Tingle Monsters comes from director Alexandra Serio (Change of Plans, Miracle Fishing), who through her own experiences has created an ASMR horror short that speaks volumes in just a mere 10 minutes. Dee is an ASMR vlogger who creates online content to help soothe and reduce anxiety amongst her community of dedicated supporters. During a live Instagram event she sees how one comment from an anonymous watcher spawns written abuse, and the livestream begins to turn into damaging chaos.
Using the catalyst of ASMR for this set-up resonates strongly with many female content creators, and drives home the reality that you do not need to be creating sexual content in order to be subject to sexualised abuse online. Tingle Monsters shows that we sadly live in a world where regardless of the content you create, if you are a particular gender, you are always at danger of experiencing violence through words. Dee has built an online community and safe space for her followers to connect with her, but one small comment during the livestream enables a plethora of people to feel comfortable sexually abusing Dee through their words, even continuing to do so when her life is in danger.
Serio has spoken about how most stalking comes through unsolicited calls, texts and messages before it manifests itself into anything outside of the virtual realm. Which is why it’s so important for films like Tingle Monsters to continue highlighting the fact that women are in danger when abused online. As someone that has personally experienced fear through obsessive online behaviours and aggressiveness, this is a short horror film that really made me shiver from horror at the understanding of how frightening and damaging it can be to receive messages of hatred.
We watch Dee on-screen with the comments section flashing up next to her, making the audience see how a simple interaction quickly spirals into something far more sinister. The ASMR aspects help to place the audience in that safe, comforting and relaxed atmosphere and therefore genuinely make us feel like our protected viewing space has been violated when the real-life invasion events take place. It’s an experiential contrast that helps to immerse us in this virtual world. As Dee is attacked in her own home, it shows the comparison of how we feel shocked when a safe home is invaded but often don’t feel the same when a safe space online is invaded. Albeit different settings, one in real life and one online, both of these events are a violation against a safe space belonging to a woman and therefore should be viewed as just as dangerous.
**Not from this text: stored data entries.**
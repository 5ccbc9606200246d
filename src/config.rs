// Copyright 2026 BadCompany
//
// Licensed under the Apache License, Version 2.0 (the "License");
// you may not use this file except in compliance with the License.
// You may obtain a copy of the License at
//
//     http://www.apache.org/licenses/LICENSE-2.0
//
// Unless required by applicable law or agreed to in writing, software
// distributed under the License is distributed on an "AS IS" BASIS,
// WITHOUT WARRANTIES OR CONDITIONS OF ANY KIND, either express or implied.
// See the License for the specific language governing permissions and
// limitations under the License.

use crate::engine::policy::Policy;
use crate::engine_core::constants::config as keys;
use crate::engine_core::errors::GuardError;
use crate::engine_core::models::EntityType;
use serde::Deserialize;
use std::collections::BTreeMap;
use std::env;
use std::path::{Path, PathBuf};

#[derive(Debug, Clone)]
pub struct Config {
    pub log_level: String,
    pub log_format: String, // "json" or "text"
    /// Explicit guard log path; `None` means the home-directory default.
    pub log_file: Option<PathBuf>,
    pub policy_path: Option<PathBuf>,
}

impl Config {
    pub fn from_env() -> Self {
        Self::from_lookup(|key| env::var(key).ok())
    }

    fn from_lookup(lookup: impl Fn(&str) -> Option<String>) -> Self {
        let non_empty = |key: &str| lookup(key).filter(|v| !v.trim().is_empty());
        Self {
            log_level: non_empty(keys::ENV_LOG_LEVEL).unwrap_or_else(|| "info".to_string()),
            log_format: non_empty(keys::ENV_LOG_FORMAT).unwrap_or_else(|| "text".to_string()),
            log_file: non_empty(keys::ENV_LOG_FILE).map(PathBuf::from),
            policy_path: non_empty(keys::ENV_POLICY).map(PathBuf::from),
        }
    }

    /// Configured log path, else the default under the home directory.
    pub fn resolve_log_file(&self) -> Result<PathBuf, GuardError> {
        match &self.log_file {
            Some(path) => Ok(path.clone()),
            None => default_log_file(),
        }
    }
}

/// `<home>/.mcp-guard/logs/guard.log`
pub fn default_log_file() -> Result<PathBuf, GuardError> {
    let home = dirs::home_dir().ok_or_else(|| {
        GuardError::Config(format!(
            "cannot resolve home directory; set {} or --log-file",
            keys::ENV_LOG_FILE
        ))
    })?;
    Ok(home
        .join(keys::STATE_DIR_NAME)
        .join(keys::LOG_DIR_NAME)
        .join(keys::LOG_FILE_NAME))
}

/// Allow/deny pattern maps as written in a policy file.
///
/// ```yaml
/// allow:
///   tool: ["read_*"]
/// deny:
///   resource: ["secret.*"]
/// ```
#[derive(Debug, Clone, Default, PartialEq, Deserialize)]
#[serde(deny_unknown_fields)]
pub struct PolicyConfig {
    #[serde(default)]
    pub allow: BTreeMap<String, Vec<String>>,
    #[serde(default)]
    pub deny: BTreeMap<String, Vec<String>>,
}

impl PolicyConfig {
    pub fn from_yaml_str(content: &str) -> Result<Self, GuardError> {
        if content.trim().is_empty() {
            return Ok(Self::default());
        }
        serde_yaml_ng::from_str(content)
            .map_err(|e| GuardError::Config(format!("invalid policy file: {}", e)))
    }

    pub fn from_file(path: &Path) -> Result<Self, GuardError> {
        let content = std::fs::read_to_string(path).map_err(|e| {
            GuardError::Config(format!("cannot read policy file {}: {}", path.display(), e))
        })?;
        Self::from_yaml_str(&content)
    }

    /// Append `type:pattern` to the allow list.
    pub fn add_allow(&mut self, rule: &str) -> Result<(), GuardError> {
        let (entity, pattern) = parse_rule(rule)?;
        self.allow
            .entry(entity.as_str().to_string())
            .or_default()
            .push(pattern);
        Ok(())
    }

    /// Append `type:pattern` to the deny list.
    pub fn add_deny(&mut self, rule: &str) -> Result<(), GuardError> {
        let (entity, pattern) = parse_rule(rule)?;
        self.deny
            .entry(entity.as_str().to_string())
            .or_default()
            .push(pattern);
        Ok(())
    }

    pub fn build(&self) -> Result<Policy, GuardError> {
        Policy::from_named(&self.allow, &self.deny)
    }
}

fn parse_rule(rule: &str) -> Result<(EntityType, String), GuardError> {
    let (entity, pattern) = rule.split_once(':').ok_or_else(|| {
        GuardError::Config(format!("rule '{}' must look like <type>:<pattern>", rule))
    })?;
    let entity = entity.parse::<EntityType>().map_err(GuardError::Config)?;
    if pattern.is_empty() {
        return Err(GuardError::Config(format!("rule '{}' has an empty pattern", rule)));
    }
    Ok((entity, pattern.to_string()))
}
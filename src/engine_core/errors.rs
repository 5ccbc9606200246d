// Copyright 2026 BadCompany
//
// Licensed under the Apache License, Version 2.0 (the "License");
// you may not use this file except in compliance with the License.
// You may obtain a copy of the License at
//
//     http://www.apache.org/licenses/LICENSE-2.0
//
// Unless required by applicable law or agreed to in writing, software
// distributed under the License is distributed on an "AS IS" BASIS,
// WITHOUT WARRANTIES OR CONDITIONS OF ANY KIND, either express or implied.
// See the License for the specific language governing permissions and
// limitations under the License.

// Domain error types - no information about hidden entities leaks to the client

use crate::engine_core::models::EntityType;
use thiserror::Error;

/// Which end of the proxy produced a malformed message.
#[derive(Debug, Clone, Copy, PartialEq, Eq)]
pub enum Side {
    Client,
    Child,
}

impl std::fmt::Display for Side {
    fn fmt(&self, f: &mut std::fmt::Formatter<'_>) -> std::fmt::Result {
        match self {
            Side::Client => write!(f, "client"),
            Side::Child => write!(f, "child"),
        }
    }
}

/// Main error type for the guard proxy
#[derive(Error, Debug)]
pub enum GuardError {
    /// Entity hidden by allow/deny rules. Rendered as "not found" on the wire.
    #[error("{kind} not found: {name}")]
    PolicyViolation { kind: EntityType, name: String },

    /// Malformed message on one of the two byte streams
    #[error("failed to decode {side} message: {reason}")]
    ProtocolDecode { side: Side, reason: String },

    /// Spawn/pipe failure, or the child went away with a request outstanding
    #[error("child process unavailable: {0}")]
    ChildUnavailable(String),

    /// Bad policy or configuration input
    #[error("configuration error: {0}")]
    Config(String),

    /// I/O Error
    #[error("I/O error: {0}")]
    Io(#[from] std::io::Error),
}

impl GuardError {
    /// Whether the error ends the session instead of a single request.
    pub fn is_fatal(&self) -> bool {
        match self {
            GuardError::PolicyViolation { .. } => false,
            GuardError::ProtocolDecode { side, .. } => *side == Side::Client,
            GuardError::ChildUnavailable(_) | GuardError::Config(_) | GuardError::Io(_) => true,
        }
    }
}
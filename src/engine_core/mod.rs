//! Core domain types shared by the engine and the MCP plumbing.

pub mod audit;
pub mod constants;
pub mod errors;
pub mod models;
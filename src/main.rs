// Copyright 2026 BadCompany
//
// Licensed under the Apache License, Version 2.0 (the "License");
// you may not use this file except in compliance with the License.
// You may obtain a copy of the License at
//
//     http://www.apache.org/licenses/LICENSE-2.0
//
// Unless required by applicable law or agreed to in writing, software
// distributed under the License is distributed on an "AS IS" BASIS,
// WITHOUT WARRANTIES OR CONDITIONS OF ANY KIND, either express or implied.
// See the License for the specific language governing permissions and
// limitations under the License.

// Main entry point for the mcp-guard proxy
use anyhow::Context;
use clap::Parser;
use std::path::PathBuf;
use std::process::ExitCode;
use tracing::{error, info};

use mcp_guard::config::{Config, PolicyConfig};
use mcp_guard::engine::policy::Policy;
use mcp_guard::engine_core::audit::AuditLogger;
use mcp_guard::engine_core::models::EntityType;
use mcp_guard::mcp::server::{McpGuard, SessionOutcome};

const EXIT_FAILURE: u8 = 1;
const EXIT_USAGE: u8 = 2;

#[derive(Parser, Debug)]
#[command(
    name = "mcp-guard",
    version,
    about = "mcp-guard: restrict the tools, prompts and resources an MCP server exposes"
)]
struct Cli {
    /// Path to a YAML policy file with `allow` and `deny` maps
    #[arg(long)]
    policy: Option<PathBuf>,

    /// Allow pattern, e.g. `tool:read_*` (repeatable)
    #[arg(long, value_name = "TYPE:PATTERN")]
    allow: Vec<String>,

    /// Deny pattern, e.g. `resource:secret.*` (repeatable, overrides allow)
    #[arg(long, value_name = "TYPE:PATTERN")]
    deny: Vec<String>,

    /// Append-only guard log (defaults to ~/.mcp-guard/logs/guard.log)
    #[arg(long)]
    log_file: Option<PathBuf>,

    /// Server command and its arguments, after `--`
    #[arg(last = true, required = true, value_name = "COMMAND")]
    command: Vec<String>,
}

#[tokio::main]
async fn main() -> ExitCode {
    let cli = Cli::parse();

    install_panic_hook();

    let mut config = Config::from_env();
    if let Some(p) = &cli.log_file {
        config.log_file = Some(p.clone());
    }
    if let Some(p) = &cli.policy {
        config.policy_path = Some(p.clone());
    }

    if let Err(e) = init_tracing(&config) {
        eprintln!("Failed to init tracing: {}", e);
    }

    let policy = match build_policy(&config, &cli) {
        Ok(policy) => policy,
        Err(e) => {
            eprintln!("Error: {:#}", e);
            return ExitCode::from(EXIT_USAGE);
        }
    };

    let log_file = match config.resolve_log_file() {
        Ok(path) => path,
        Err(e) => {
            eprintln!("Error: {}", e);
            return ExitCode::from(EXIT_USAGE);
        }
    };

    let audit = match AuditLogger::open(&log_file)
        .with_context(|| format!("cannot open guard log {}", log_file.display()))
    {
        Ok(audit) => audit,
        Err(e) => {
            eprintln!("Error: {:#}", e);
            return ExitCode::from(EXIT_FAILURE);
        }
    };

    info!("Starting mcp-guard v{}", env!("CARGO_PKG_VERSION"));
    info!("Guard log: {}", audit.path().display());

    match McpGuard::new(cli.command, policy, audit).run().await {
        Ok(SessionOutcome::ClientDisconnected) => ExitCode::SUCCESS,
        Err(e) => {
            error!("Session terminated: {}", e);
            eprintln!("mcp-guard: {}", e);
            ExitCode::from(EXIT_FAILURE)
        }
    }
}

fn build_policy(config: &Config, cli: &Cli) -> anyhow::Result<Policy> {
    let mut policy_config = match &config.policy_path {
        Some(path) => PolicyConfig::from_file(path)?,
        None => PolicyConfig::default(),
    };
    for rule in &cli.allow {
        policy_config.add_allow(rule)?;
    }
    for rule in &cli.deny {
        policy_config.add_deny(rule)?;
    }

    let policy = policy_config.build().context("invalid policy")?;

    for entity in EntityType::ALL {
        let (allow, deny) = policy.patterns(entity);
        if !allow.is_empty() || !deny.is_empty() {
            info!("Policy for {}: allow={:?} deny={:?}", entity, allow, deny);
        }
    }
    if policy.is_empty() {
        info!("No patterns configured; all entities pass through.");
    }
    Ok(policy)
}

fn install_panic_hook() {
    std::panic::set_hook(Box::new(|panic_info| {
        let location = panic_info
            .location()
            .map(|l| format!("{}:{}:{}", l.file(), l.line(), l.column()))
            .unwrap_or_else(|| "unknown".to_string());

        let message = if let Some(s) = panic_info.payload().downcast_ref::<&str>() {
            s.to_string()
        } else if let Some(s) = panic_info.payload().downcast_ref::<String>() {
            s.clone()
        } else {
            "Unknown panic".to_string()
        };

        eprintln!("PANIC: {} at {}", message, location);
    }));
}

fn init_tracing(config: &Config) -> Result<(), Box<dyn std::error::Error + Send + Sync>> {
    use tracing_subscriber::fmt;
    use tracing_subscriber::EnvFilter;

    let filter = EnvFilter::try_from_default_env()
        .or_else(|_| EnvFilter::try_new(&config.log_level))
        .unwrap_or_else(|_| EnvFilter::new("info"));

    // stdout carries the protocol; diagnostics go to stderr only.
    let subscriber = fmt()
        .with_env_filter(filter)
        .with_target(false)
        .with_thread_ids(false)
        .with_writer(std::io::stderr);

    if config.log_format == "json" {
        subscriber.json().try_init()?;
    } else {
        subscriber.try_init()?;
    }

    Ok(())
}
Society does not accept someone breaking into someone’s private and safe home, yet we seem to allow this infiltration online when one person or more breaks into a safe space and turns it into something traumatic.
Tingle Monsters might be short in length, but it is a powerful horror film that brings to attention a very prevalent yet under spoken about topic that is damaging women content creators online. Serio states that she believes we can make a difference by continuing to highlight this serious and threatening behaviour, and using female-driven narratives to accomplish this. Tingle Monsters is a provocative and significant horror that shows terror starts with a simple word.